Google pays $10,000 for student’s bug


Google has rewarded a Uruguayan student with $10,000 after he exposed a security flaw that could allow hackers to access sensitive data.

Ezequiel Pereira discovered the vulnerability in Google’s App Engine server after changing the Host header in requests to the server using Burp.

The high-school student explained in a blog post, “I was bored, so tried to find some bug at Google”.

Following several failed attempts, he managed to gain access to an internal webpage that did not check his username or require any other security measure.

It was here that Pereira was redirected to the page, “/eng”, and was surprised to find himself somewhere that Google never intended him to be.

After reading something in the ‘Google Confidential’ footer, he decided to stop and “reported the issue right away”.

A member of Google’s security team replied saying they would look into the issue and respond to him once they had reviewed the bug.

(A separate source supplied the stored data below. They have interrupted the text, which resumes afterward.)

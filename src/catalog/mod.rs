//! Static resource data sources.
//!
//! The page reads its resource list once, at startup, through a
//! [`ResourceSource`]. Two sources exist:
//!
//! - [`BuiltinCatalog`]: the sample resources compiled into the crate
//! - [`JsonCatalog`]: a JSON file on disk
//!
//! Whatever the source, the list is checked with [`validate`] before use.
//!
//! # Modules
//!
//! - `builtin`: compiled-in sample resources
//! - `json`: JSON file catalog

mod builtin;
mod json;

pub use builtin::BuiltinCatalog;
pub use json::JsonCatalog;

use crate::domain::error::{ResourceHubError, Result};
use crate::domain::Resource;
use std::collections::HashSet;

/// Abstraction over resource list providers.
///
/// # Examples
///
/// ```
/// use resource_hub::catalog::{BuiltinCatalog, ResourceSource};
///
/// let resources = BuiltinCatalog.load()?;
/// assert_eq!(resources.len(), 6);
/// # Ok::<(), resource_hub::ResourceHubError>(())
/// ```
pub trait ResourceSource {
    /// Produces the full resource list, in display order.
    ///
    /// # Errors
    ///
    /// Returns an error if the source cannot be read or its content is invalid.
    fn load(&self) -> Result<Vec<Resource>>;
}

/// Checks catalog-level invariants: ids are non-empty and unique.
///
/// # Errors
///
/// - [`ResourceHubError::Catalog`] for an empty id
/// - [`ResourceHubError::DuplicateResourceId`] for a repeated id
pub fn validate(resources: &[Resource]) -> Result<()> {
    let mut seen = HashSet::with_capacity(resources.len());

    for (index, resource) in resources.iter().enumerate() {
        if resource.id.is_empty() {
            return Err(ResourceHubError::Catalog(format!(
                "resource at position {index} has an empty id"
            )));
        }
        if !seen.insert(resource.id.as_str()) {
            return Err(ResourceHubError::DuplicateResourceId(resource.id.clone()));
        }
    }

    Ok(())
}
//! View model types representing renderable page state.
//!
//! View models are immutable, display-ready snapshots computed by
//! `ResourcePage::compute_viewmodel()`. They carry no business logic: whatever
//! renders them (DOM, terminal, test harness) only maps fields to markup.
//!
//! # Layout Rules
//!
//! - Wide layout: the filter sidebar is present, no show-filters button, no
//!   overlay.
//! - Compact layout: the sidebar is absent, the show-filters button is
//!   present, and the overlay is present only while it is open.
//! - The empty state is present exactly when there are no cards.
//! - The top bar follows the same split: inline navigation when wide, a menu
//!   button and (while open) a drawer when compact.

use crate::domain::{FilterGroup, FilterKey, ResourceType};
use serde::Serialize;

/// Complete page view model.
#[derive(Debug, Clone, PartialEq, Eq, Serialize)]
#[serde(rename_all = "camelCase")]
pub struct PageViewModel {
    pub top_bar: TopBarView,
    pub header: HeaderInfo,
    pub search_bar: SearchBarInfo,

    /// Desktop filter sidebar (wide layout only).
    pub filter_sidebar: Option<FilterPanel>,

    /// Whether to show the "Show Filters" button (compact layout only).
    pub show_filters_button: bool,

    /// Mobile filter overlay (compact layout, while open).
    pub mobile_overlay: Option<FilterPanel>,

    /// One card per visible resource, in catalog order.
    pub cards: Vec<ResourceCardView>,

    pub empty_state: Option<EmptyState>,
}

/// Navigation bar above the banner.
///
/// Wide layout: inline nav items and a labelled mode switch. Compact layout:
/// no inline items, a bare switch, the menu button, and the drawer while open.
#[derive(Debug, Clone, PartialEq, Eq, Serialize)]
#[serde(rename_all = "camelCase")]
pub struct TopBarView {
    /// Inline navigation (wide layout only; empty otherwise).
    pub nav_items: Vec<NavItemView>,
    pub is_employee_mode: bool,
    /// Text next to the switch (wide layout only).
    pub mode_toggle_label: Option<String>,
    pub show_menu_button: bool,
    /// Navigation drawer (compact layout, while open).
    pub nav_drawer: Option<NavDrawerView>,
}

#[derive(Debug, Clone, PartialEq, Eq, Serialize)]
#[serde(rename_all = "camelCase")]
pub struct NavItemView {
    pub label: String,
    /// The entry for the current page.
    pub active: bool,
}

#[derive(Debug, Clone, PartialEq, Eq, Serialize)]
#[serde(rename_all = "camelCase")]
pub struct NavDrawerView {
    pub title: String,
    pub items: Vec<NavItemView>,
}

/// Page banner text.
#[derive(Debug, Clone, PartialEq, Eq, Serialize)]
#[serde(rename_all = "camelCase")]
pub struct HeaderInfo {
    pub title: String,
    pub description: String,
}

/// Search input state.
#[derive(Debug, Clone, PartialEq, Eq, Serialize)]
#[serde(rename_all = "camelCase")]
pub struct SearchBarInfo {
    pub query: String,
    pub placeholder: String,
}

/// A filter panel: the sidebar or the overlay. Both list the same sections.
#[derive(Debug, Clone, PartialEq, Eq, Serialize)]
#[serde(rename_all = "camelCase")]
pub struct FilterPanel {
    pub title: String,
    pub sections: Vec<FilterSectionView>,
}

/// One checkbox cluster.
#[derive(Debug, Clone, PartialEq, Eq, Serialize)]
#[serde(rename_all = "camelCase")]
pub struct FilterSectionView {
    pub group: FilterGroup,
    pub title: String,
    pub options: Vec<FilterOptionView>,
}

/// One checkbox.
#[derive(Debug, Clone, PartialEq, Eq, Serialize)]
#[serde(rename_all = "camelCase")]
pub struct FilterOptionView {
    /// Key to send back in `Event::ToggleFilter`.
    pub key: String,
    pub label: String,
    pub checked: bool,
    #[serde(skip)]
    pub filter_key: FilterKey,
}

/// Display information for one resource card.
#[derive(Debug, Clone, PartialEq, Eq, Serialize)]
#[serde(rename_all = "camelCase")]
pub struct ResourceCardView {
    pub id: String,
    pub title: String,
    pub topic: String,
    pub category: Option<String>,
    pub resource_type: ResourceType,
    pub type_label: String,
    pub color: String,

    /// Character ranges of the title matching the search query.
    ///
    /// Each tuple is `(start, end)` in character indices, end exclusive.
    pub title_highlights: Vec<(usize, usize)>,
}

/// Shown in place of the grid when nothing matches.
#[derive(Debug, Clone, PartialEq, Eq, Serialize)]
#[serde(rename_all = "camelCase")]
pub struct EmptyState {
    pub message: String,
    pub subtitle: String,
}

At this point the student thought very little would come from it, “Cool, this is probably a small thing that isn’t worth a dime, the website probably had some technical stuff about Google servers and nothing really important”, he said.

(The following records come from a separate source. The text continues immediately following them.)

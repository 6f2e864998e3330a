//! Filter selections and search text.
//!
//! [`FilterState`] holds three independent checkbox groups, each a fixed set of
//! keys mapped to a "selected" flag. The record is `Copy`: every change produces
//! a new value through [`FilterState::with`], which copies the whole record and
//! overrides exactly one `(group, key)` entry. No other group or key can be
//! touched by a single update.
//!
//! String-addressed updates (as issued by checkbox widgets) go through
//! [`FilterState::try_with`], which validates the key against its group first.
//!
//! # Example
//!
//! ```
//! use resource_hub::domain::{FilterGroup, FilterState};
//!
//! let filters = FilterState::default();
//! let updated = filters.try_with(FilterGroup::DocumentType, "link", true)?;
//!
//! assert!(updated.document_type.link);
//! assert_eq!(updated.key_foundational_principles, filters.key_foundational_principles);
//! assert_eq!(updated.categories, filters.categories);
//! # Ok::<(), resource_hub::ResourceHubError>(())
//! ```

use super::error::{ResourceHubError, Result};
use super::resource::ResourceType;
use serde::{Deserialize, Serialize};
use std::fmt;
use std::str::FromStr;

/// One of the three independent checkbox clusters.
#[derive(Debug, Clone, Copy, PartialEq, Eq, Hash, Serialize, Deserialize)]
#[serde(rename_all = "camelCase")]
pub enum FilterGroup {
    KeyFoundationalPrinciples,
    DocumentType,
    Categories,
}

impl FilterGroup {
    /// All groups in panel order.
    pub const ALL: [Self; 3] = [
        Self::KeyFoundationalPrinciples,
        Self::DocumentType,
        Self::Categories,
    ];

    /// Wire name of the group, as used in serialized state and widget events.
    ///
    /// # Example
    ///
    /// ```rust
    /// use resource_hub::domain::FilterGroup;
    ///
    /// assert_eq!(FilterGroup::DocumentType.as_str(), "documentType");
    /// assert_eq!("documentType".parse::<FilterGroup>()?, FilterGroup::DocumentType);
    /// # Ok::<(), resource_hub::ResourceHubError>(())
    /// ```
    #[must_use]
    pub const fn as_str(self) -> &'static str {
        match self {
            Self::KeyFoundationalPrinciples => "keyFoundationalPrinciples",
            Self::DocumentType => "documentType",
            Self::Categories => "categories",
        }
    }

    /// Section heading shown above the group's checkboxes.
    #[must_use]
    pub const fn title(self) -> &'static str {
        match self {
            Self::KeyFoundationalPrinciples => "Key Foundational Principles",
            Self::DocumentType => "Document type",
            Self::Categories => "Categories",
        }
    }

    /// Every key of this group, in panel order.
    #[must_use]
    pub fn keys(self) -> Vec<FilterKey> {
        match self {
            Self::KeyFoundationalPrinciples => {
                Principle::ALL.into_iter().map(FilterKey::Principle).collect()
            }
            Self::DocumentType => ResourceType::ALL
                .into_iter()
                .map(FilterKey::DocumentType)
                .collect(),
            Self::Categories => Category::ALL.into_iter().map(FilterKey::Category).collect(),
        }
    }
}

As it turned out the issue he found was worth a lot more than a dime and Google informed him that his reported bug would see him receive $10,000 from Google’s Vulnerability Reward Program (VRP).

In 2013 Google broadened their VPR policy to include a selection of high-risk software applications, primarily designed for networking. Its previous bug bounty program focused mostly on Google products.

The Uruguayan student said that he wants to become a security researcher in the future and was understandably delighted and also confirmed the issue has been resolved, “The bug has been fixed now, and, according to Google, the large reward was because they found a few variants that would have allowed an attacker access sensitive data”, he added.